BA (Queen’s University), PhD (McGill University)
Postdoctoral Fellowship, Toronto General Hospital, Eating Disorders Program
I may be accepting a graduate student for Fall 2018.
I am interested in studying theoretical and clinical models that help to explain the variation in well-being and psychopathology we see both across people and within a given person over time. I am particularly drawn to the theory that shame and self-criticism contribute to the development and maintenance of psychopathology, whereas compassion from others, for others, and for self contribute to its prevention and alleviation (see Gilbert, 2005). In my present research, I am testing aspects of this theoretical model in eating disorders, with the aim of enhancing present case conceptualizations and treatments. I would ultimately like to extend this work to other clinical populations and develop empirically-supported interventions that can help self-critical individuals become more open to, and capable of, self-compassion.
My specific interrelated research interests include:
- The roles of shame, self-criticism, and self-compassion in the development, maintenance, and remission of psychopathology, especially eating disorders;
- Interventions and therapist behaviours that can reduce shame and self-criticism, and increase self-compassion;
- Fears of self-compassion and outward compassion, and how best to target these barriers in healthy individuals and those suffering from psychopathology; and
- The common predictors and mechanisms of change in psychotherapy across treatment modalities and forms of psychopathology.
Kelly, A.C., Carter, J.C., & Borairi, S. (2014). Are improvements in shame and self-compassion early in eating disorders treatment associated with better patient outcomes? International Journal of Eating Disorders, 47, 54–64. DOI: 10.1002/eat.22196.
Kelly, A.C., & Carter, J.C. (2013). Why self-critical patients present with more severe eating disorder pathology: The mediating role of shame. British Journal of Clinical Psychology, 52, 148–161. DOI: 10.1111/bjc.12006.

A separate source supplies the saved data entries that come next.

use roster_core::Character;

/// Lifecycle of the most recent fetch. `Failed` carries no payload; the
/// fetch worker logs the underlying error before flagging the state.
#[derive(Debug, Clone, Copy, PartialEq, Eq)]
pub enum FetchStatus {
    Idle,
    Loading,
    Failed,
}

#[derive(Debug, Clone, PartialEq)]
pub struct CatalogState {
    pub status: FetchStatus,

    /// Append-only across successive page fetches; insertion order is fetch
    /// order. Refetching a page appends duplicates (no dedup key).
    pub characters: Vec<Character>,

    /// Next page cursor to request.
    pub page: u32,
}

impl Default for CatalogState {
    fn default() -> Self {
        Self {
            status: FetchStatus::Idle,
            characters: Vec::new(),
            page: 1,
        }
    }
}
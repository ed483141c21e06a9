use roster_core::{Character, CharacterId, CharacterStatus};

use crate::domain::CatalogState;

/// The accumulated catalog, unchanged.
pub fn all_characters(state: &CatalogState) -> &[Character] {
    &state.characters
}

/// The favorite subsequence, preserving catalog order.
pub fn favorite_characters(state: &CatalogState) -> Vec<Character> {
    state
        .characters
        .iter()
        .filter(|c| c.is_favorite)
        .cloned()
        .collect()
}

/// The next page cursor.
pub fn next_page(state: &CatalogState) -> u32 {
    state.page
}

// --- CLI row VM ---

#[derive(Debug, Clone)]
pub struct CharacterRowVm {
    pub id: CharacterId,
    pub name: String,
    pub species: String,
    pub status_label: &'static str,
    pub favorite_marker: &'static str,
}

impl From<&Character> for CharacterRowVm {
    fn from(c: &Character) -> Self {
        Self {
            id: c.id,
            name: c.name.clone(),
            species: c.species.clone(),
            status_label: match c.status {
                CharacterStatus::Alive => "Alive",
                CharacterStatus::Dead => "Dead",
                CharacterStatus::Unknown => "Unknown",
            },
            favorite_marker: if c.is_favorite { "*" } else { " " },
        }
    }
}

pub fn character_rows(state: &CatalogState) -> Vec<CharacterRowVm> {
    state.characters.iter().map(CharacterRowVm::from).collect()
}
use std::sync::{Arc, Mutex};

use crate::domain::CatalogState;

use super::{events::CatalogEvent, reducer::reduce};

/// Cloneable handle to the catalog state. Every `apply` folds one event
/// through the pure reducer under the lock, so no reader ever observes a
/// half-applied update.
#[derive(Clone, Default)]
pub struct CatalogStore {
    inner: Arc<Mutex<CatalogState>>,
}

impl CatalogStore {
    pub fn new(state: CatalogState) -> Self {
        Self {
            inner: Arc::new(Mutex::new(state)),
        }
    }

    pub fn state(&self) -> CatalogState {
        self.inner.lock().unwrap().clone()
    }

    pub fn apply(&self, ev: CatalogEvent) {
        let mut guard = self.inner.lock().unwrap();
        let next = reduce(guard.clone(), ev);
        *guard = next;
    }
}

Kelly, A.C., Carter, J.C., Zuroff, D.C., & Borairi, S. (2013). Self-compassion and fear of self-compassion interact to predict response to eating disorders treatment: A preliminary investigation. Psychotherapy Research, 23, 252-264. DOI 10.1080/10503307.2012.717310.
Kelly, A.C., Zuroff, D.C., Leybman, M.J., & Gilbert, P. (2012). Social safeness, received social support, and maladjustment: Testing a tripartite model of affect regulation. Cognitive Therapy and Research, 36(6), 815-826.
Kelly, A.C., Zuroff, D.C., Foa, C.L., & Gilbert, P. (2010). Who benefits from training in self-compassionate self-regulation? A study of smoking reduction (PDF). Journal of Social and Clinical Psychology, 29 (7), 727-755.
Zuroff, D.C., Kelly, A.C., Leybman, M.J., Blatt, S.J., & Wampold, B. (2010). Between-and within-therapists variability in the therapeutic relationship (PDF): Independent predictors of change in adjustment and vulnerability. Journal of Clinical Psychology, 66 (7), 681 - 697.
Kelly, A. C., Zuroff, D. C., & Shapira, L. B. (2009). Soothing oneself and resisting self-attacks (PDF): The treatment of two intrapersonal deficits in depression vulnerability. Cognitive Therapy and Research, 33 (3), 301-313.
I am a registered psychologist with the College of Psychologists of Ontario. My main areas of expertise are adult eating disorders and other difficulties relating to eating and body image. I also work with adults suffering from depressive and anxious disorders, and with those struggling more generally with problems such as low self-esteem, perfectionism, stress, and intimacy. My therapeutic orientation is "third wave" cognitive-behavioural, meaning I often integrate acceptance-based, mindfulness, and compassion-focused approaches into my work. I have a great deal of experience with both group and individual therapy, and hope to supervise both of these modalities at the Centre for Mental Health Research (CMHR).